Economic growth forecasts could be ‘over-optimistic’

25 May 11
A think-tank has warned that the government could miss its deficit reduction target due to over-optimistic growth forecasts.
By Richard Johnstone | 25 May 2011

A think-tank has warned that the government could miss its deficit reduction target due to over-optimistic growth forecasts.
Centre for Policy Studies researcher Ryan Bourne said that the Treasury’s forecasting record over the past ten years had proved to be consistently ‘rose-tinted’, providing ‘strong justification’ for the creation of the independent Office for Budget Responsibility in May 2010.

But he said that, if the flaws in the model used to predict growth were being replicated by the OBR, the economy will likely not expand quickly enough to meet the deficit reduction plans. Chancellor George Osborne wants to eliminate the structural deficit by 2015.

After analysing growth forecasts from both Budgets and pre-Budget reports, Bourne found the Treasury’s forecasting model tended to be ‘over-optimistic’.

Budget forecasts for growth both three and two years ahead exceeded the eventual figures by an average of 1.3% for the period from 2000 and 2010. Even forecasts just one year ahead were found to be out by 0.75%.

Bourne said that the ‘upwards bias’ in the forecasts were particularly evident from 2007 to 2010, when the recession hit. However, even focusing on the years of consistent growth between 2000 and 2006, it was on average 0.3% less than Treasury projected for a year ahead, and 0.5% for two years.

‘At best this evidence shows the difficulty of accurate macroeconomic growth forecasting. At worst, it provides strong justification for setting up the independent Office for Budget Responsibility,’ Bourne said.

Speaking to Public Finance, he added: ‘I am not saying that the Treasury system is wrong, but over ten years you would expect the discrepancies to even themselves out. There seems to be an upward trend in the model.’

The OBR was created to provide independent analysis of the country’s public finances, including growth forecasts. It publishes an annual forecast evaluation report to examine what lessons can be learnt from its own forecasting performance.

However, Bourne said that if the ‘consistent’ upwards bias is a feature of the model used by the Treasury and now by the OBR then it would be virtually impossible for the government to meet its deficit reduction targets on current projections.
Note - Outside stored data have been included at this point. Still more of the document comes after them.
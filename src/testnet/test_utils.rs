//! Test utilities for ledger and network testing

use crate::config::NetworkConfig;
use crate::core::Blockchain;
use crate::wallet::Wallet;

/// Network parameters for tests: difficulty 1 keeps mining near-instant
pub fn test_network() -> NetworkConfig {
    NetworkConfig {
        difficulty: 1,
        ..NetworkConfig::default()
    }
}

/// In-memory public-network ledger at test difficulty
pub fn create_test_blockchain() -> Blockchain {
    Blockchain::in_memory(test_network())
}

/// A fresh wallet that has mined `blocks` blocks on `chain` (45 coins each)
pub fn funded_wallet(chain: &mut Blockchain, blocks: usize) -> Wallet {
    let wallet = Wallet::new().expect("wallet generation");
    for _ in 0..blocks {
        chain
            .mine_mempool(wallet.get_public_key())
            .expect("mining on a test chain")
            .expect("public test network allows every miner");
    }
    wallet
}
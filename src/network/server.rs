use crate::core::{Blockchain, Transaction};
use crate::error::{BlockchainError, Result};
use crate::network::sync::{self, Outbound};
use crate::network::{Message, PeerManager};
use log::{debug, error, info, warn};
use std::io::{BufRead, BufReader, Write};
use std::net::{Shutdown, SocketAddr, TcpListener, TcpStream, ToSocketAddrs};
use std::sync::{Arc, RwLock};
use std::thread;
use std::time::Duration;
use uuid::Uuid;

const TCP_CONNECT_TIMEOUT: u64 = 5000;

/// TCP side of a node: accepts and dials peer links and feeds every line they carry
/// through [`sync::handle_message`].
#[derive(Clone)]
pub struct Server {
    blockchain: Arc<RwLock<Blockchain>>,
    peer_manager: Arc<PeerManager>,
}

impl Server {
    pub fn new(blockchain: Arc<RwLock<Blockchain>>, peer_manager: Arc<PeerManager>) -> Self {
        Self {
            blockchain,
            peer_manager,
        }
    }

    /// Accept loop. Each link gets its own reader thread.
    pub fn serve(&self, listener: TcpListener) {
        for stream in listener.incoming() {
            match stream {
                Ok(stream) => {
                    if !self
                        .peer_manager
                        .should_accept_connection()
                        .unwrap_or(false)
                    {
                        if let Ok(addr) = stream.peer_addr() {
                            warn!("Rejecting connection from {addr}: connection limit reached");
                        }
                        continue;
                    }
                    self.spawn_connection(stream);
                }
                Err(e) => {
                    error!("Error accepting connection: {e}");
                }
            }
        }
    }

    /// Dials a peer and handles the link like an inbound one
    pub fn connect_to_peer(&self, addr: &str) -> Result<SocketAddr> {
        let socket_addr = addr
            .to_socket_addrs()
            .map_err(|e| BlockchainError::Network(format!("Invalid peer address {addr}: {e}")))?
            .next()
            .ok_or_else(|| BlockchainError::Network(format!("No address for peer {addr}")))?;
        let stream =
            TcpStream::connect_timeout(&socket_addr, Duration::from_millis(TCP_CONNECT_TIMEOUT))
                .map_err(|e| {
                    BlockchainError::Network(format!("Failed to connect to {addr}: {e}"))
                })?;
        self.spawn_connection(stream);
        Ok(socket_addr)
    }

    fn spawn_connection(&self, stream: TcpStream) {
        let server = self.clone();
        thread::spawn(move || {
            let peer_addr = stream.peer_addr().ok();
            if let Err(e) = server.handle_connection(stream) {
                match peer_addr {
                    Some(addr) => error!("Error handling connection with {addr}: {e}"),
                    None => error!("Error handling connection: {e}"),
                }
            }
        });
    }

    // Both sides open with QUERY_LATEST so whichever one is behind catches up
    fn handle_connection(&self, stream: TcpStream) -> Result<()> {
        let peer_addr = stream.peer_addr()?;
        let id = self.peer_manager.register(&stream)?;
        let result = self
            .peer_manager
            .send_to(id, &Message::query_latest())
            .and_then(|_| self.read_loop(id, peer_addr, stream));
        self.peer_manager.remove(id)?;
        result
    }

    fn read_loop(&self, id: Uuid, peer_addr: SocketAddr, stream: TcpStream) -> Result<()> {
        let reader = BufReader::new(stream);
        for line in reader.lines() {
            let line = line?;
            if line.trim().is_empty() {
                continue;
            }
            let message = match Message::from_line(&line) {
                Ok(message) => message,
                Err(e) => {
                    warn!("Ignoring malformed message from {peer_addr}: {e}");
                    continue;
                }
            };
            debug!("Received {:?} from {peer_addr}", message.kind);

            let actions = match sync::handle_message(&self.blockchain, &message) {
                Ok(actions) => actions,
                Err(BlockchainError::Concurrency(reason)) => {
                    return Err(BlockchainError::Concurrency(reason))
                }
                Err(e) => {
                    warn!("Ignoring {:?} from {peer_addr}: {e}", message.kind);
                    continue;
                }
            };
            for action in actions {
                self.dispatch(id, action)?;
            }
        }
        info!("Peer {peer_addr} closed the connection");
        Ok(())
    }

    fn dispatch(&self, id: Uuid, action: Outbound) -> Result<()> {
        match action {
            Outbound::Reply(message) => self.peer_manager.send_to(id, &message),
            Outbound::Broadcast(message) => {
                let delivered = self.peer_manager.broadcast(&message)?;
                debug!("Broadcast {:?} to {delivered} peers", message.kind);
                Ok(())
            }
        }
    }
}

/// One-shot client: hands a signed transaction to the node at `addr` and hangs up
pub fn send_transaction(addr: &str, tx: &Transaction) -> Result<()> {
    let mut stream = TcpStream::connect(addr)
        .map_err(|e| BlockchainError::Network(format!("Failed to connect to {addr}: {e}")))?;
    stream.set_write_timeout(Some(Duration::from_millis(TCP_CONNECT_TIMEOUT)))?;
    stream.write_all(Message::broadcast_transaction(tx)?.to_line()?.as_bytes())?;
    stream.flush()?;
    stream.shutdown(Shutdown::Write)?;

    // read the node's opening QUERY_LATEST so closing doesn't reset the link
    // before the node has read our line
    stream.set_read_timeout(Some(Duration::from_millis(TCP_CONNECT_TIMEOUT)))?;
    let mut greeting = String::new();
    if let Err(e) = BufReader::new(&stream).read_line(&mut greeting) {
        debug!("No greeting from {addr}: {e}");
    }
    info!("Sent transaction {} to {addr}", tx.get_id());
    Ok(())
}

#[cfg(test)]
mod tests {
    use super::*;
    use crate::network::MessageType;
    use crate::testnet::{create_test_blockchain, funded_wallet};
    use crate::wallet::Wallet;
    use std::time::Instant;

    fn start_server(blockchain: Blockchain) -> (Server, SocketAddr) {
        let server = Server::new(
            Arc::new(RwLock::new(blockchain)),
            Arc::new(PeerManager::new(8)),
        );
        let listener = TcpListener::bind("127.0.0.1:0").unwrap();
        let addr = listener.local_addr().unwrap();
        let accepting = server.clone();
        thread::spawn(move || accepting.serve(listener));
        (server, addr)
    }

    fn wait_for<F: Fn() -> bool>(condition: F) -> bool {
        let deadline = Instant::now() + Duration::from_secs(10);
        while Instant::now() < deadline {
            if condition() {
                return true;
            }
            thread::sleep(Duration::from_millis(20));
        }
        false
    }

    #[test]
    fn test_new_link_is_queried_for_latest() {
        let (_server, addr) = start_server(create_test_blockchain());
        let stream = TcpStream::connect(addr).unwrap();
        stream
            .set_read_timeout(Some(Duration::from_secs(10)))
            .unwrap();
        let mut line = String::new();
        BufReader::new(stream).read_line(&mut line).unwrap();
        assert_eq!(
            Message::from_line(&line).unwrap().kind,
            MessageType::QueryLatest
        );
    }

    #[test]
    fn test_malformed_lines_are_ignored() {
        let (_server, addr) = start_server(create_test_blockchain());
        let mut stream = TcpStream::connect(addr).unwrap();
        stream
            .set_read_timeout(Some(Duration::from_secs(10)))
            .unwrap();
        let mut reader = BufReader::new(stream.try_clone().unwrap());
        let mut line = String::new();
        reader.read_line(&mut line).unwrap(); // the opening QUERY_LATEST

        stream.write_all(b"garbage\n").unwrap();
        stream
            .write_all(Message::query_all().to_line().unwrap().as_bytes())
            .unwrap();
        line.clear();
        reader.read_line(&mut line).unwrap();
        let reply = Message::from_line(&line).unwrap();
        assert_eq!(reply.kind, MessageType::ResponseBlockchain);
        assert_eq!(reply.blocks().unwrap().len(), 1);
    }

    #[test]
    fn test_send_transaction_reaches_mempool() {
        let mut chain = create_test_blockchain();
        let alice = funded_wallet(&mut chain, 1);
        let (server, addr) = start_server(chain);
        let bob = Wallet::new().unwrap();
        let tx = alice.send_funds(bob.get_public_key(), 3.0, 0.1).unwrap();

        send_transaction(&addr.to_string(), &tx).unwrap();
        assert!(wait_for(|| {
            server
                .blockchain
                .read()
                .map(|chain| chain.get_mempool().contains(tx.get_id()))
                .unwrap_or(false)
        }));
    }
}
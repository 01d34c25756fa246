//! Proof-of-stake production and verification
//!
//! A PoS block names its producer in `validator` and carries the producer's
//! signature over the block hash. Verification takes the public key from the
//! block's coinbase, so the producer must also be the coinbase recipient.

use std::collections::BTreeMap;

use rand::Rng;

use crate::core::Block;
use crate::error::{BlockchainError, Result};
use crate::utils::{ecdsa_p256_sha256_sign, ecdsa_p256_sha256_verify, KeyMaterial};

/// Locked stake per address. Ordered by address so that selection walks
/// entries in ascending address order on every node.
#[derive(Debug, Clone, Default)]
pub struct StakeTable {
    stakes: BTreeMap<String, f64>,
}

impl StakeTable {
    pub fn new() -> StakeTable {
        StakeTable::default()
    }

    pub fn add_stake(&mut self, address: &str, amount: f64) {
        *self.stakes.entry(address.to_string()).or_insert(0.0) += amount;
    }

    pub fn get_stake(&self, address: &str) -> f64 {
        self.stakes.get(address).copied().unwrap_or(0.0)
    }

    pub fn total_stake(&self) -> f64 {
        self.stakes.values().sum()
    }

    pub fn len(&self) -> usize {
        self.stakes.len()
    }

    pub fn is_empty(&self) -> bool {
        self.stakes.is_empty()
    }

    pub fn iter(&self) -> impl Iterator<Item = (&str, f64)> {
        self.stakes.iter().map(|(address, stake)| (address.as_str(), *stake))
    }

    pub fn select_validator(&self) -> Option<String> {
        self.select_validator_with(&mut rand::thread_rng())
    }

    /// Stake-weighted draw: pick `r` in `[0, total)` and return the first address
    /// whose running total reaches `r`.
    pub fn select_validator_with<R: Rng + ?Sized>(&self, rng: &mut R) -> Option<String> {
        let total = self.total_stake();
        if self.stakes.is_empty() || total <= 0.0 {
            return None;
        }
        let draw = rng.gen_range(0.0..total);
        let mut cumulative = 0.0;
        for (address, stake) in &self.stakes {
            cumulative += stake;
            if cumulative >= draw {
                return Some(address.clone());
            }
        }
        // float rounding can leave the draw a hair above the last running total
        self.stakes.keys().next_back().cloned()
    }
}

/// Marks `block` as produced by the owner of `private_key` and signs its hash.
pub fn sign_block(block: &mut Block, private_key: &KeyMaterial) -> Result<()> {
    let pkcs8 = match private_key {
        KeyMaterial::Private(pkcs8) => pkcs8,
        KeyMaterial::Public(_) => {
            return Err(BlockchainError::Crypto(
                "Block signing requires a private key".to_string(),
            ))
        }
    };
    let address = private_key.address()?;
    let signature = ecdsa_p256_sha256_sign(pkcs8, block.get_hash().as_bytes())?;
    block.set_validator(address, signature);
    Ok(())
}

/// Checks a PoS block's validator signature. The error string says why it failed.
pub fn verify_block(block: &Block) -> std::result::Result<(), String> {
    let validator = block
        .get_validator()
        .ok_or_else(|| "block has no validator".to_string())?;
    let signature = block
        .get_validator_signature()
        .ok_or_else(|| "validator signature missing".to_string())?;
    let coinbase = block
        .get_transactions()
        .first()
        .filter(|tx| tx.is_coinbase())
        .ok_or_else(|| "PoS block has no coinbase transaction".to_string())?;
    let key = coinbase
        .get_recipient()
        .ok_or_else(|| "coinbase carries no recipient key".to_string())?;

    let key_address = key.address().map_err(|e| e.to_string())?;
    if key_address != validator {
        return Err(format!(
            "validator {validator} is not the coinbase recipient {key_address}"
        ));
    }
    if !ecdsa_p256_sha256_verify(key.as_bytes(), signature, block.get_hash().as_bytes()) {
        return Err("validator signature does not verify".to_string());
    }
    Ok(())
}

#[cfg(test)]
mod tests {
    use super::*;
    use crate::core::Transaction;
    use crate::utils::new_key_pair;
    use rand::rngs::StdRng;
    use rand::SeedableRng;

    fn pos_block(producer: &KeyMaterial, coinbase_to: &KeyMaterial) -> Block {
        let coinbase = Transaction::new_coinbase(coinbase_to, 45.0).unwrap();
        let mut block =
            Block::new_block(1, "abc".to_string(), vec![coinbase], 0.0, 50.0).unwrap();
        sign_block(&mut block, producer).unwrap();
        block
    }

    #[test]
    fn test_empty_table_selects_nobody() {
        let table = StakeTable::new();
        assert_eq!(table.select_validator(), None);
    }

    #[test]
    fn test_single_staker_always_selected() {
        let mut table = StakeTable::new();
        table.add_stake("alice", 10.0);
        let mut rng = StdRng::seed_from_u64(7);
        for _ in 0..20 {
            assert_eq!(
                table.select_validator_with(&mut rng).as_deref(),
                Some("alice")
            );
        }
    }

    #[test]
    fn test_stake_is_additive() {
        let mut table = StakeTable::new();
        table.add_stake("alice", 10.0);
        table.add_stake("alice", 5.0);
        table.add_stake("bob", 1.0);
        assert_eq!(table.get_stake("alice"), 15.0);
        assert_eq!(table.total_stake(), 16.0);
        assert_eq!(table.len(), 2);
        assert_eq!(table.get_stake("carol"), 0.0);
    }

    #[test]
    fn test_selection_is_stake_weighted() {
        let mut table = StakeTable::new();
        table.add_stake("heavy", 90.0);
        table.add_stake("light", 10.0);
        let mut rng = StdRng::seed_from_u64(42);

        let heavy = (0..2000)
            .filter(|_| table.select_validator_with(&mut rng).as_deref() == Some("heavy"))
            .count();
        assert!(heavy > 1600 && heavy < 1990, "heavy picked {heavy} times");
    }

    #[test]
    fn test_same_seed_same_choice() {
        let mut table = StakeTable::new();
        table.add_stake("a", 1.0);
        table.add_stake("b", 1.0);
        table.add_stake("c", 1.0);
        let first = table.select_validator_with(&mut StdRng::seed_from_u64(9));
        let second = table.select_validator_with(&mut StdRng::seed_from_u64(9));
        assert_eq!(first, second);
    }

    #[test]
    fn test_signed_block_verifies() {
        let producer = KeyMaterial::Private(new_key_pair().unwrap());
        let block = pos_block(&producer, &producer);
        assert!(block.is_proof_of_stake());
        assert_eq!(
            block.get_validator(),
            Some(producer.address().unwrap().as_str())
        );
        assert!(verify_block(&block).is_ok());
    }

    #[test]
    fn test_validator_must_be_coinbase_recipient() {
        let producer = KeyMaterial::Private(new_key_pair().unwrap());
        let other = KeyMaterial::Private(new_key_pair().unwrap());
        let block = pos_block(&producer, &other);
        assert!(verify_block(&block).is_err());
    }

    #[test]
    fn test_signature_over_stale_hash_fails() {
        let producer = KeyMaterial::Private(new_key_pair().unwrap());
        let mut block = pos_block(&producer, &producer);
        let nonce = block.get_nonce();
        block.seal(nonce + 1, block.hash_with_nonce(nonce + 1));
        assert!(verify_block(&block).is_err());
    }
}
//! # Nexis Chain - My Account-Based Ledger Node
//!
//! A small ledger node I can run several copies of on one machine and watch them
//! agree on a single chain. When I come back to this code, here's what I need to remember:
//!
//! ## What I Built
//! - **Account Ledger**: Balances are replayed from the chain, no UTXO bookkeeping
//! - **Two Consensus Modes**: Proof-of-work mining and stake-weighted proof-of-stake
//! - **Economics**: Fixed block reward with a supply cap and a 10% treasury cut
//! - **P2P Gossip**: Line-delimited JSON over TCP, longest valid chain wins
//! - **Private Networks**: An allow-list of validators who may produce blocks
//! - **Persistence**: Each node keeps its chain in its own Sled database
//!
//! ## How I Organized My Code
//! - `core/`: Blocks, transactions, the ledger itself, PoW, PoS and the economics
//! - `wallet/`: Key pairs and signed transfers
//! - `network/`: Wire messages, the sync handler, peers, the server and the node
//! - `storage/`: The mempool and the chain stores (Sled and in-memory)
//! - `config/`: Node settings and the network parameters nodes must share
//! - `utils/`: Hashing, signing, key encoding and the binary codec
//! - `cli/`: Command-line interface for the node binary
//!
//! ## Key Design Decisions I Made
//! - The whole ledger sits behind one `RwLock`, so every check-then-act is atomic
//! - `network::sync::handle_message` is pure protocol; sockets only deliver its output
//! - Genesis is deterministic, so nodes with the same difficulty share it
//! - Admission errors are typed so callers can tell a replay from an overdraft
//!
//! ## When I Need to Understand Something
//! 1. Start with `main.rs` to see the CLI commands
//! 2. Look at `core/blockchain.rs` for admission, production and validation
//! 3. Check `core/transaction.rs` for how ids and signatures are computed
//! 4. Review `network/sync.rs` for how nodes converge

pub mod cli;
pub mod config;
pub mod core;
pub mod error;
pub mod network;
pub mod storage;
pub mod utils;
pub mod wallet;

#[cfg(test)]
pub mod testnet;

// Re-export commonly used types for convenience
pub use cli::{Command, Opt};
pub use config::{Config, NetworkConfig};
pub use core::{
    AccessControlManager, Block, Blockchain, ChainStats, ProofOfWork, StakeTable, Transaction,
    TREASURY_ADDRESS,
};
pub use error::{BlockchainError, Result};
pub use network::{send_transaction, Message, MessageType, Node, ProductionMode, Server};
pub use storage::{ChainStore, MemoryChainStore, MemoryPool, SledChainStore};
pub use utils::{current_timestamp, new_key_pair, sha256_hex, KeyMaterial};
pub use wallet::Wallet;
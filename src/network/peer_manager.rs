use crate::error::{BlockchainError, Result};
use crate::network::Message;
use log::{debug, info};
use std::collections::HashMap;
use std::io::Write;
use std::net::{SocketAddr, TcpStream};
use std::sync::{Arc, Mutex, RwLock};
use std::time::Duration;
use uuid::Uuid;

const TCP_WRITE_TIMEOUT: u64 = 5000;

struct Peer {
    addr: SocketAddr,
    writer: Mutex<TcpStream>,
}

impl Peer {
    fn send(&self, line: &str) -> Result<()> {
        let mut writer = self
            .writer
            .lock()
            .map_err(|e| BlockchainError::Concurrency(format!("Peer writer lock poisoned: {e}")))?;
        writer.write_all(line.as_bytes())?;
        writer.flush()?;
        Ok(())
    }
}

/// Peer manager for the broadcast set
///
/// Tracks the write half of every live peer link:
/// - Each link gets a fresh id, so two links to the same address are distinct peers
/// - Writes that fail drop the peer on the spot; there is no retry or reconnect
/// - Reading is left to the connection's own thread
pub struct PeerManager {
    peers: RwLock<HashMap<Uuid, Arc<Peer>>>,
    max_connections: usize,
}

impl PeerManager {
    pub fn new(max_connections: usize) -> Self {
        Self {
            peers: RwLock::new(HashMap::new()),
            max_connections,
        }
    }

    /// Adds a link to the broadcast set and returns its id
    pub fn register(&self, stream: &TcpStream) -> Result<Uuid> {
        let addr = stream.peer_addr()?;
        let writer = stream.try_clone()?;
        writer
            .set_write_timeout(Some(Duration::from_millis(TCP_WRITE_TIMEOUT)))
            .map_err(|e| BlockchainError::Network(format!("Failed to set write timeout: {e}")))?;

        let id = Uuid::new_v4();
        let mut peers = self
            .peers
            .write()
            .map_err(|e| BlockchainError::Network(format!("Failed to acquire peer lock: {e}")))?;
        peers.insert(
            id,
            Arc::new(Peer {
                addr,
                writer: Mutex::new(writer),
            }),
        );
        info!("Connected to peer: {addr} ({} peers)", peers.len());
        Ok(id)
    }

    pub fn remove(&self, id: Uuid) -> Result<()> {
        let mut peers = self
            .peers
            .write()
            .map_err(|e| BlockchainError::Network(format!("Failed to acquire peer lock: {e}")))?;
        if let Some(peer) = peers.remove(&id) {
            info!("Disconnected from peer: {}", peer.addr);
        }
        Ok(())
    }

    fn get_peer(&self, id: Uuid) -> Result<Option<Arc<Peer>>> {
        let peers = self
            .peers
            .read()
            .map_err(|e| BlockchainError::Network(format!("Failed to acquire peer lock: {e}")))?;
        Ok(peers.get(&id).cloned())
    }

    /// Sends to one peer; a failed write removes it
    pub fn send_to(&self, id: Uuid, message: &Message) -> Result<()> {
        let peer = self
            .get_peer(id)?
            .ok_or_else(|| BlockchainError::Network(format!("Unknown peer {id}")))?;
        if let Err(e) = peer.send(&message.to_line()?) {
            self.remove(id)?;
            return Err(BlockchainError::Network(format!(
                "Failed to send to {}: {e}",
                peer.addr
            )));
        }
        Ok(())
    }

    /// Fire-and-forget send to every peer. Returns how many peers took the message.
    pub fn broadcast(&self, message: &Message) -> Result<usize> {
        let line = message.to_line()?;
        // snapshot first so no socket write happens under the lock
        let snapshot: Vec<(Uuid, Arc<Peer>)> = {
            let peers = self
                .peers
                .read()
                .map_err(|e| BlockchainError::Network(format!("Failed to acquire peer lock: {e}")))?;
            peers.iter().map(|(id, peer)| (*id, Arc::clone(peer))).collect()
        };

        let mut delivered = 0;
        for (id, peer) in snapshot {
            match peer.send(&line) {
                Ok(()) => delivered += 1,
                Err(e) => {
                    debug!("Broadcast to {} failed: {e}", peer.addr);
                    self.remove(id)?;
                }
            }
        }
        Ok(delivered)
    }

    pub fn get_connected_addresses(&self) -> Result<Vec<SocketAddr>> {
        let peers = self
            .peers
            .read()
            .map_err(|e| BlockchainError::Network(format!("Failed to acquire peer lock: {e}")))?;
        Ok(peers.values().map(|peer| peer.addr).collect())
    }

    /// Get number of connected peers
    pub fn get_connected_count(&self) -> Result<usize> {
        let peers = self
            .peers
            .read()
            .map_err(|e| BlockchainError::Network(format!("Failed to acquire peer lock: {e}")))?;
        Ok(peers.len())
    }

    /// Check if we should accept more connections
    pub fn should_accept_connection(&self) -> Result<bool> {
        Ok(self.get_connected_count()? < self.max_connections)
    }
}

#[cfg(test)]
mod tests {
    use super::*;
    use std::io::{BufRead, BufReader};
    use std::net::TcpListener;

    fn connected_pair() -> (TcpStream, TcpStream) {
        let listener = TcpListener::bind("127.0.0.1:0").unwrap();
        let client = TcpStream::connect(listener.local_addr().unwrap()).unwrap();
        let (server, _) = listener.accept().unwrap();
        (client, server)
    }

    #[test]
    fn test_register_and_remove() {
        let manager = PeerManager::new(2);
        let (_client, server) = connected_pair();
        let id = manager.register(&server).unwrap();
        assert_eq!(manager.get_connected_count().unwrap(), 1);
        assert!(manager.should_accept_connection().unwrap());

        manager.remove(id).unwrap();
        assert_eq!(manager.get_connected_count().unwrap(), 0);
        // removing twice is harmless
        manager.remove(id).unwrap();
    }

    #[test]
    fn test_connection_limit() {
        let manager = PeerManager::new(1);
        let (_client, server) = connected_pair();
        manager.register(&server).unwrap();
        assert!(!manager.should_accept_connection().unwrap());
    }

    #[test]
    fn test_broadcast_reaches_every_peer() {
        let manager = PeerManager::new(8);
        let (client_a, server_a) = connected_pair();
        let (client_b, server_b) = connected_pair();
        manager.register(&server_a).unwrap();
        manager.register(&server_b).unwrap();

        assert_eq!(manager.broadcast(&Message::query_all()).unwrap(), 2);
        for client in [client_a, client_b] {
            let mut line = String::new();
            BufReader::new(client).read_line(&mut line).unwrap();
            assert_eq!(Message::from_line(&line).unwrap(), Message::query_all());
        }
    }

    #[test]
    fn test_send_to_unknown_peer() {
        let manager = PeerManager::new(8);
        assert!(manager
            .send_to(Uuid::new_v4(), &Message::query_latest())
            .is_err());
    }
}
‘We will not know until two or three years down the line when we analyse the OBR figures. If they were being massaged for political reasons [in the past] then we would expect that to be taken out, as the OBR is independent. But if it’s bias in the model then the government could miss its deficit reduction targets.

‘Their plan is based on pretty robust growth in the last three years of the Parliament and that is being forecast at the moment. But if these forecasts have the level of bias that we have seen in the past ten years then it will be virtually impossible for them to meet the target.’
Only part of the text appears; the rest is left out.